__About this task__: Find the lines below holding the word "synthetic" and copy each of them.

[Opening Data for analysis section]

//! Astro Runner headless entry point
//!
//! Acts as the session controller: loads configuration and the hazard
//! catalog, starts the engine, drives fixed steps and reports the final score.

use std::path::PathBuf;

use anyhow::{Context, Result};
use clap::Parser;
use glam::Vec2;

use astro_runner::consts::SIM_STEP_MS;
use astro_runner::sim::{Catalog, GameEvent, GameState, PlayField, TickInput, tick};
use astro_runner::{Settings, Tuning};

#[derive(Parser)]
#[command(name = "astro-runner")]
#[command(about = "Run a headless Astro Runner session", long_about = None)]
#[command(version)]
struct Cli {
    /// Run seed (defaults to the settings seed, then to the current time)
    #[arg(long)]
    seed: Option<u64>,

    /// Maximum number of simulation steps
    #[arg(long, default_value_t = 60 * 60 * 5)]
    ticks: u64,

    /// Near-earth-object feed document used as the hazard catalog
    #[arg(long)]
    catalog: Option<PathBuf>,

    /// Tuning overrides (JSON)
    #[arg(long)]
    tuning: Option<PathBuf>,

    /// Settings file (JSON)
    #[arg(long)]
    settings: Option<PathBuf>,

    /// Let the demo pilot dodge hazards and chase pickups
    #[arg(long)]
    autopilot: bool,

    /// Print the final snapshot as JSON
    #[arg(long)]
    snapshot: bool,
}

fn main() -> Result<()> {
    env_logger::init();
    let cli = Cli::parse();

    let settings = cli
        .settings
        .as_deref()
        .map(Settings::load_or_default)
        .unwrap_or_default();
    let tuning = match &cli.tuning {
        Some(path) => Tuning::load(path)
            .with_context(|| format!("loading tuning {}", path.display()))?,
        None => Tuning::default(),
    };
    let catalog = cli.catalog.as_deref().map(load_catalog).unwrap_or_default();

    let seed = cli.seed.or(settings.seed).unwrap_or_else(clock_seed);
    log::info!("Astro Runner starting (seed {})", seed);

    let mut state =
        GameState::with_config(seed, PlayField::default(), tuning, &settings).with_catalog(catalog);
    state.start();

    let mut final_score = None;
    let mut hits = 0u32;
    let mut pickups = 0u32;

    for _ in 0..cli.ticks {
        let input = if cli.autopilot {
            autopilot(&state)
        } else {
            TickInput::default()
        };
        for event in tick(&mut state, &input, SIM_STEP_MS) {
            match event {
                GameEvent::HazardHit { shielded: false } => hits += 1,
                GameEvent::PickupCollected(kind) => {
                    pickups += 1;
                    log::debug!("Collected {}", kind.as_str());
                }
                GameEvent::GameOver { score, altitude } => {
                    final_score = Some((score, altitude));
                }
                _ => {}
            }
        }
        if !state.is_active() {
            break;
        }
    }

    if cli.snapshot {
        println!("{}", serde_json::to_string_pretty(&state.snapshot())?);
    }

    match final_score {
        Some((score, altitude)) => {
            println!(
                "Game over after {} hits: score {:.0}, altitude {:.0}, {} pickups",
                hits,
                score.floor(),
                altitude.floor(),
                pickups
            );
        }
        None => {
            println!(
                "Survived {} steps: score {:.0}, altitude {:.0}, lives {}, {} pickups",
                state.time_ticks,
                state.player.score.floor(),
                state.altitude().floor(),
                state.player.lives,
                pickups
            );
        }
    }

    Ok(())
}

/// Read a feed file; any failure degrades to synthetic hazards
fn load_catalog(path: &std::path::Path) -> Catalog {
    let loaded = std::fs::read_to_string(path)
        .map_err(astro_runner::EngineError::from)
        .and_then(|json| Catalog::from_feed_json(&json));
    match loaded {
        Ok(catalog) => catalog,
        Err(e) => {
            log::warn!(
                "Failed to load catalog {}, using synthetic hazards: {}",
                path.display(),
                e
            );
            Catalog::default()
        }
    }
}

fn clock_seed() -> u64 {
    std::time::SystemTime::now()
        .duration_since(std::time::UNIX_EPOCH)
        .map(|d| d.as_millis() as u64)
        .unwrap_or(0)
}

/// Demo pilot: sidestep the most threatening hazard, otherwise drift toward
/// the nearest pickup, otherwise return to the home position.
fn autopilot(state: &GameState) -> TickInput {
    let player = &state.player;

    // Hazards above the player and within a few widths horizontally
    let threat = state
        .hazards
        .iter()
        .filter(|h| h.pos.y < player.pos.y + player.half_size)
        .filter(|h| (h.pos.x - player.pos.x).abs() < h.half_extent() + player.half_size * 2.0)
        .max_by(|a, b| a.pos.y.partial_cmp(&b.pos.y).unwrap_or(std::cmp::Ordering::Equal));

    if let Some(hazard) = threat {
        let away = if hazard.pos.x > player.pos.x { -1.0 } else { 1.0 };
        // Walls force a dodge the other way
        let away = if (away < 0.0 && player.pos.x <= player.half_size * 2.0)
            || (away > 0.0 && player.pos.x >= state.field.width - player.half_size * 2.0)
        {
            -away
        } else {
            away
        };
        return TickInput::moving(away, 0.0);
    }

    let wanted = state
        .pickups
        .iter()
        .filter(|p| p.pos.y < player.pos.y)
        .min_by(|a, b| {
            let da = a.pos.distance_squared(player.pos);
            let db = b.pos.distance_squared(player.pos);
            da.partial_cmp(&db).unwrap_or(std::cmp::Ordering::Equal)
        });

    let target = match wanted {
        Some(p) => Vec2::new(p.pos.x, player.pos.y),
        None => Vec2::new(state.field.width / 2.0, player.pos.y),
    };
    let dx = target.x - player.pos.x;
    if dx.abs() < player.speed {
        TickInput::default()
    } else {
        TickInput::moving(dx.signum(), 0.0)
    }
}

[Closing Data for analysis section]

__Answer to the exercise__:
/// Read a feed file; any failure degrades to synthetic hazards
                "Failed to load catalog {}, using synthetic hazards: {}",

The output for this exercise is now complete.